• AIM OF THE TASK:
If a line in the data below includes the string "while", please return a copy of it.

──────── INPUT DATA ────────

/// 表单界面发给 view-model 的用户操作
#[derive(Debug, Clone, PartialEq, Eq)]
pub enum FormEvent {
    TitleChanged(String),
    DescriptionChanged(String),
    /// UTC 毫秒时间戳，`None` 清除日期
    DueDateChanged(Option<i64>),
    Save,
    Delete,
}
pub mod task;

pub use task::Task;
//! View-model behind the task form.
//!
//! Owns the form's [`FormUiState`], folds user [`FormEvent`]s and stored task
//! updates into it, and issues save/delete calls to the repository. Every
//! mutation happens under one lock and publishes a full snapshot through a
//! `watch` channel, so readers never see a half-applied update.

use std::future::Future;
use std::sync::Arc;

use futures::StreamExt;
use parking_lot::Mutex;
use serde::{Deserialize, Serialize};
use tokio::runtime::Handle;
use tokio::sync::watch;
use tokio::task::JoinHandle;
use tracing::{debug, info, warn};

use super::event::FormEvent;
use super::state::{EDITING_TITLE, FormUiState};
use crate::models::Task;
use crate::repository::{RepositoryError, TaskRepository};
use crate::utils::format_due_date;

/// What happens when the stored task changes while the form is open
#[derive(
    Debug, Clone, Copy, PartialEq, Eq, Default, Serialize, Deserialize, clap::ValueEnum,
)]
#[serde(rename_all = "kebab-case")]
pub enum LateEmissionPolicy {
    /// Fields the user already edited keep the user's text
    #[default]
    KeepEdits,
    /// Every update replaces title, description and due date
    Overwrite,
}

struct FormModel {
    ui: FormUiState,
    /// Raw value behind `ui.due_date`
    due_date: Option<i64>,
    /// Id for a task that has never been stored, reused on retries
    generated_id: Option<String>,
    title_edited: bool,
    description_edited: bool,
    due_date_edited: bool,
    closed: bool,
}

impl FormModel {
    fn accepts_changes(&self) -> bool {
        !self.closed && !self.ui.is_saved_or_deleted
    }
}

struct Shared {
    repository: Arc<dyn TaskRepository>,
    task_id: Option<String>,
    policy: LateEmissionPolicy,
    model: Mutex<FormModel>,
    ui_tx: watch::Sender<FormUiState>,
}

impl Shared {
    /// Apply `change` and publish the result. No-op once the form is finished
    /// or torn down.
    fn update(&self, change: impl FnOnce(&mut FormModel)) -> bool {
        let mut model = self.model.lock();
        if !model.accepts_changes() {
            return false;
        }
        change(&mut *model);
        self.ui_tx.send_replace(model.ui.clone());
        true
    }

    fn apply_stored(&self, task: Task) {
        let overwrite = self.policy == LateEmissionPolicy::Overwrite;
        let applied = self.update(|m| {
            m.ui.top_app_bar_title = EDITING_TITLE.to_string();
            m.ui.is_delete_enabled = true;
            if overwrite || !m.title_edited {
                m.ui.title = task.title;
            }
            if overwrite || !m.description_edited {
                m.ui.description = task.description.unwrap_or_default();
            }
            if overwrite || !m.due_date_edited {
                m.due_date = task.due_date;
                m.ui.due_date = format_due_date(task.due_date);
            }
        });
        if !applied {
            debug!(id = %task.id, "ignoring stored task update for a finished form");
        }
    }

    /// Flag a save/delete as running. `None` when the form is finished or
    /// another operation is still in flight.
    fn begin_operation<T>(
        &self,
        kind: &'static str,
        prepare: impl FnOnce(&mut FormModel) -> T,
    ) -> Option<T> {
        let mut model = self.model.lock();
        if !model.accepts_changes() {
            debug!(kind, "form already finished; dropping request");
            return None;
        }
        if model.ui.is_processing {
            debug!(kind, "another operation is in flight; dropping request");
            return None;
        }

        model.ui.is_processing = true;
        model.ui.error = None;
        let prepared = prepare(&mut *model);
        self.ui_tx.send_replace(model.ui.clone());
        Some(prepared)
    }

    fn finish_operation(&self, kind: &'static str, result: Result<(), RepositoryError>) {
        let mut model = self.model.lock();
        if model.closed {
            return;
        }

        model.ui.is_processing = false;
        match result {
            Ok(()) => {
                info!(kind, "task form operation completed");
                model.ui.is_saved_or_deleted = true;
            }
            Err(e) => {
                warn!(kind, error = %e, "task form operation failed");
                model.ui.error = Some(format!("Could not {} the task: {}", kind, e));
            }
        }
        self.ui_tx.send_replace(model.ui.clone());
    }
}

/// View-model for one open task form.
///
/// Created by the screen that shows the form and closed with [`close`]
/// (or by dropping it), which stops the stored-task subscription and abandons
/// any save/delete still running.
///
/// [`close`]: TaskFormViewModel::close
pub struct TaskFormViewModel {
    shared: Arc<Shared>,
    runtime: Handle,
    tasks: Mutex<Vec<JoinHandle<()>>>,
}

impl TaskFormViewModel {
    /// `task_id` is `None` for a new task. Background work runs on `runtime`.
    pub fn new(
        repository: Arc<dyn TaskRepository>,
        task_id: Option<String>,
        policy: LateEmissionPolicy,
        runtime: Handle,
    ) -> Self {
        let (ui_tx, _) = watch::channel(FormUiState::default());
        let model = FormModel {
            ui: FormUiState::default(),
            due_date: None,
            generated_id: None,
            title_edited: false,
            description_edited: false,
            due_date_edited: false,
            closed: false,
        };

        let view_model = Self {
            shared: Arc::new(Shared {
                repository,
                task_id,
                policy,
                model: Mutex::new(model),
                ui_tx,
            }),
            runtime,
            tasks: Mutex::new(Vec::new()),
        };

        if let Some(id) = view_model.shared.task_id.clone() {
            view_model.observe_stored_task(id);
        }

        view_model
    }

    pub fn task_id(&self) -> Option<&str> {
        self.shared.task_id.as_deref()
    }

    /// Receiver for the state stream; starts at the current snapshot
    pub fn ui_state(&self) -> watch::Receiver<FormUiState> {
        self.shared.ui_tx.subscribe()
    }

    pub fn snapshot(&self) -> FormUiState {
        self.shared.ui_tx.borrow().clone()
    }

    pub fn on_event(&self, event: FormEvent) {
        match event {
            FormEvent::TitleChanged(title) => {
                self.shared.update(|m| {
                    m.ui.title = title;
                    m.title_edited = true;
                });
            }
            FormEvent::DescriptionChanged(description) => {
                self.shared.update(|m| {
                    m.ui.description = description;
                    m.description_edited = true;
                });
            }
            FormEvent::DueDateChanged(due_date) => {
                self.shared.update(|m| {
                    m.due_date = due_date;
                    m.ui.due_date = format_due_date(due_date);
                    m.due_date_edited = true;
                });
            }
            FormEvent::Save => self.save(),
            FormEvent::Delete => self.delete(),
        }
    }

    /// Tear down: no state changes after this returns
    pub fn close(&self) {
        {
            let mut model = self.shared.model.lock();
            if model.closed {
                return;
            }
            model.closed = true;
        }

        for task in self.tasks.lock().drain(..) {
            task.abort();
        }
        debug!(id = ?self.shared.task_id, "task form closed");
    }

    fn observe_stored_task(&self, id: String) {
        let mut stored = self.shared.repository.observe_by_id(&id);
        let shared = Arc::clone(&self.shared);

        self.spawn(async move {
            while let Some(task) = stored.next().await {
                match task {
                    Some(task) => shared.apply_stored(task),
                    // 还没保存过：表单继续按新建处理
                    None => debug!(id = %id, "no stored task for id"),
                }
            }
        });
    }

    fn save(&self) {
        let task_id = self.shared.task_id.clone();
        let Some(task) = self.shared.begin_operation("save", |m| Task {
            id: task_id
                .unwrap_or_else(|| m.generated_id.get_or_insert_with(Task::generate_id).clone()),
            title: m.ui.title.clone(),
            description: Some(m.ui.description.clone()).filter(|d| !d.is_empty()),
            due_date: m.due_date,
        }) else {
            return;
        };

        debug!(id = %task.id, "saving task");
        let shared = Arc::clone(&self.shared);
        self.spawn(async move {
            let result = shared.repository.save(task).await;
            shared.finish_operation("save", result);
        });
    }

    fn delete(&self) {
        let Some(id) = self.shared.task_id.clone() else {
            // 没有可删除的任务，界面在这种模式下不提供删除
            debug!("delete requested for an unsaved task; ignoring");
            return;
        };
        if self.shared.begin_operation("delete", |_| ()).is_none() {
            return;
        }

        debug!(id = %id, "deleting task");
        let shared = Arc::clone(&self.shared);
        self.spawn(async move {
            let result = shared.repository.delete_by_id(&id).await;
            shared.finish_operation("delete", result);
        });
    }

    fn spawn(&self, future: impl Future<Output = ()> + Send + 'static) {
        let mut tasks = self.tasks.lock();
        tasks.retain(|task| !task.is_finished());
        tasks.push(self.runtime.spawn(future));
    }
}

impl Drop for TaskFormViewModel {
    fn drop(&mut self) {
        self.close();
    }
}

────────

• RESULT:
/// What happens when the stored task changes while the form is open
            while let Some(task) = stored.next().await {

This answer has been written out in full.